И все-таки отзывчивая натура Колфилда такова, что он никогда не остается равнодушным к встреченным людям, они словно становятся частью его самого. В финале герой признаётся, что всех их ему «не хватает», всех их он по-своему любит, и особенно — детей (и рано ушедшего из жизни брата Алли, и всех детей вообще). Свое призвание Колфилд видит в том, чтобы «стеречь ребят над пропастью во ржи». «Знаю, это глупости, — говорит он, — но это единственное, чего мне хочется по-настоящему. Наверное, я дурак». Конечно, Холден Колфилд — не дурак, просто он сам находится «над пропастью» — слишком болезненно переживает свое взросление. Уильям Фолкнер так объясняет состояние героя: «юный Холден Колфилд... человек в кругу сверстников наиболее восприимчивый и стойкий — терпит крах в попытке соединиться с родом человеческим. Ибо там, где он рассчитывал обнаружить человечность, ее не оказалось». «Привычное окружение» не может дать юному герою то, чего он ищет, и потому свой переход во взрослую жизнь он воспринимает как полет в неведомую, «ужасную» и «опасную», бездну.
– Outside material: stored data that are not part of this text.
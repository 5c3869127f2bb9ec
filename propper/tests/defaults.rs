//! Initial values: array isolation, shared objects and factories

mod common;

use std::sync::{Arc, Mutex};

use common::managed_type;
use propper::{Managed, ManagedExt, PropArgs, PropConfig, PropValue, Propper, Result};

fn named<T: ManagedExt>(mut blogger: T, name: &str) -> Result<T> {
    blogger.set("name", name)?;
    Ok(blogger)
}

#[test]
fn test_default_arrays_are_per_instance() -> Result<()> {
    managed_type!(StupidBlogger);
    Propper::register::<StupidBlogger>()
        .typed("name", "", "string")?
        .prop_default("flaws", PropValue::array(["stupid", "fat", "smelly"]))?
        .prop_default("tags", PropValue::array(Vec::<PropValue>::new()))?;

    let mut mike = named(StupidBlogger::new(), "Mike")?;
    let mut bob = named(StupidBlogger::new(), "Bob")?;

    assert_eq!(mike.get("tags")?, PropValue::array(Vec::<PropValue>::new()));
    assert_eq!(bob.get("flaws")?, PropValue::array(["stupid", "fat", "smelly"]));

    bob.get("tags")?.as_array().unwrap().push("manga");
    assert_eq!(mike.get("tags")?, PropValue::array(Vec::<PropValue>::new()));
    assert_eq!(bob.get("tags")?, PropValue::array(["manga"]));

    mike.get("flaws")?.as_array().unwrap().push("short");
    assert_eq!(
        mike.get("flaws")?,
        PropValue::array(["stupid", "fat", "smelly", "short"])
    );
    assert_eq!(bob.get("flaws")?, PropValue::array(["stupid", "fat", "smelly"]));
    Ok(())
}

#[test]
fn test_config_objects() -> Result<()> {
    managed_type!(StupidBlogger);
    let flaw_messages = Arc::new(Mutex::new(Vec::new()));
    let record = Arc::clone(&flaw_messages);

    Propper::register::<StupidBlogger>()
        .add_prop(
            "name",
            PropArgs::new().config_first(
                PropConfig::new()
                    .of_type("string")
                    .default_value("Stupid Blogger"),
            ),
        )?
        .add_prop(
            "flaws",
            PropArgs::new()
                .default_value(PropValue::array(["stupid", "fat", "smelly"]))
                .typed_config(PropConfig::new().of_type("array").handler(
                    move |value, target, _message, _prop| {
                        let name = target.get("name")?;
                        record.lock().unwrap().push((value.clone(), name));
                        Ok(())
                    },
                )),
        )?
        .add_prop(
            "tags",
            PropArgs::new().config_first(
                PropConfig::new()
                    .of_type("array")
                    .start(|| PropValue::array(Vec::<PropValue>::new())),
            ),
        )?;

    let mut unnamed = StupidBlogger::new();
    assert_eq!(unnamed.get("name")?, "Stupid Blogger");

    let mut mike = named(StupidBlogger::new(), "Mike")?;
    let mut bob = named(StupidBlogger::new(), "Bob")?;

    bob.get("tags")?.as_array().unwrap().push("manga");
    assert_eq!(mike.get("tags")?, PropValue::array(Vec::<PropValue>::new()));
    assert_eq!(bob.get("tags")?, PropValue::array(["manga"]));

    mike.get("flaws")?.as_array().unwrap().push("short");
    assert_eq!(bob.get("flaws")?, PropValue::array(["stupid", "fat", "smelly"]));

    mike.set("flaws", "arrogant")?;
    assert_eq!(
        *flaw_messages.lock().unwrap(),
        vec![(PropValue::from("arrogant"), PropValue::from("Mike"))]
    );
    assert_eq!(
        mike.get("flaws")?,
        PropValue::array(["stupid", "fat", "smelly", "short"])
    );
    Ok(())
}

#[test]
fn test_object_default_is_shared() -> Result<()> {
    managed_type!(Alpha);
    Propper::register::<Alpha>().prop_default("my_map", PropValue::empty_object())?;

    let mut a1 = Alpha::new();
    a1.get("my_map")?.as_object().unwrap().insert("omega", "o");
    let mut a2 = Alpha::new();

    let shared = a2.get("my_map")?;
    assert!(a1.get("my_map")?.strict_eq(&shared));
    assert_eq!(shared.as_object().unwrap().get("omega"), Some(PropValue::from("o")));
    Ok(())
}

#[test]
fn test_function_default_is_a_factory() -> Result<()> {
    managed_type!(Alpha);
    Propper::register::<Alpha>()
        .prop_default("my_map", PropValue::function(|_| PropValue::empty_object()))?;

    let mut a1 = Alpha::new();
    a1.get("my_map")?.as_object().unwrap().insert("omega", "o");
    let mut a2 = Alpha::new();

    let own = a2.get("my_map")?;
    assert!(!a1.get("my_map")?.strict_eq(&own));
    assert_eq!(own.as_object().unwrap().get("omega"), None);
    // the first read is stored
    assert!(own.strict_eq(&a2.get("my_map")?));
    Ok(())
}

#[test]
fn test_function_typed_default_is_the_value() -> Result<()> {
    managed_type!(Button);
    let noop = PropValue::function(|_| PropValue::Undefined);
    Propper::register::<Button>().typed("on_click", noop.clone(), "function")?;

    let mut b = Button::new();
    let handler = b.get("on_click")?;
    assert!(handler.strict_eq(&noop));
    assert!(handler.as_function().unwrap().call(&[]).is_undefined());
    Ok(())
}

#[test]
fn test_set_on_get_false_recomputes() -> Result<()> {
    managed_type!(Clock);
    let ticks = Arc::new(Mutex::new(0_i32));
    let counter = Arc::clone(&ticks);
    Propper::register::<Clock>().add_prop(
        "now",
        PropArgs::new().config(PropConfig::new().set_on_get(false).start(move || {
            let mut ticks = counter.lock().unwrap();
            *ticks += 1;
            PropValue::from(*ticks)
        })),
    )?;

    let mut c = Clock::new();
    assert_eq!(c.get("now")?, 1.0);
    assert_eq!(c.get("now")?, 2.0);
    assert!(!c.slots().is_set("_now"));

    c.set("now", 10)?;
    assert_eq!(c.get("now")?, 10.0);
    assert_eq!(*ticks.lock().unwrap(), 2);
    Ok(())
}

#[test]
fn test_explicit_undefined_default() -> Result<()> {
    managed_type!(Slot);
    Propper::register::<Slot>().add_prop(
        "value",
        PropArgs::new()
            .default_value(5)
            .config(PropConfig::new().default_value(PropValue::Undefined)),
    )?;

    let mut s = Slot::new();
    assert!(s.get("value")?.is_undefined());
    Ok(())
}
В романе «Над пропастью во ржи» перед нами предстала Америка послевоенного времени, когда лозунгами дня стали приобретательство, потребительство, стремление к эгоистическому комфорту. Сэлинджеровский герой первым обвинил американское общество в безнравственности, лицемерии, самодовольстве, отсутствии человечности. Протест личности против социальной апатии и конформизма, прозвучавший в романе Сэлинджера, в свое время произвел нечто вроде переворота в общественном сознании, но проблемы, затронутые писателем, остаются актуальными и сегодня, и потому интерес к роману по-прежнему велик у самой широкой аудитории.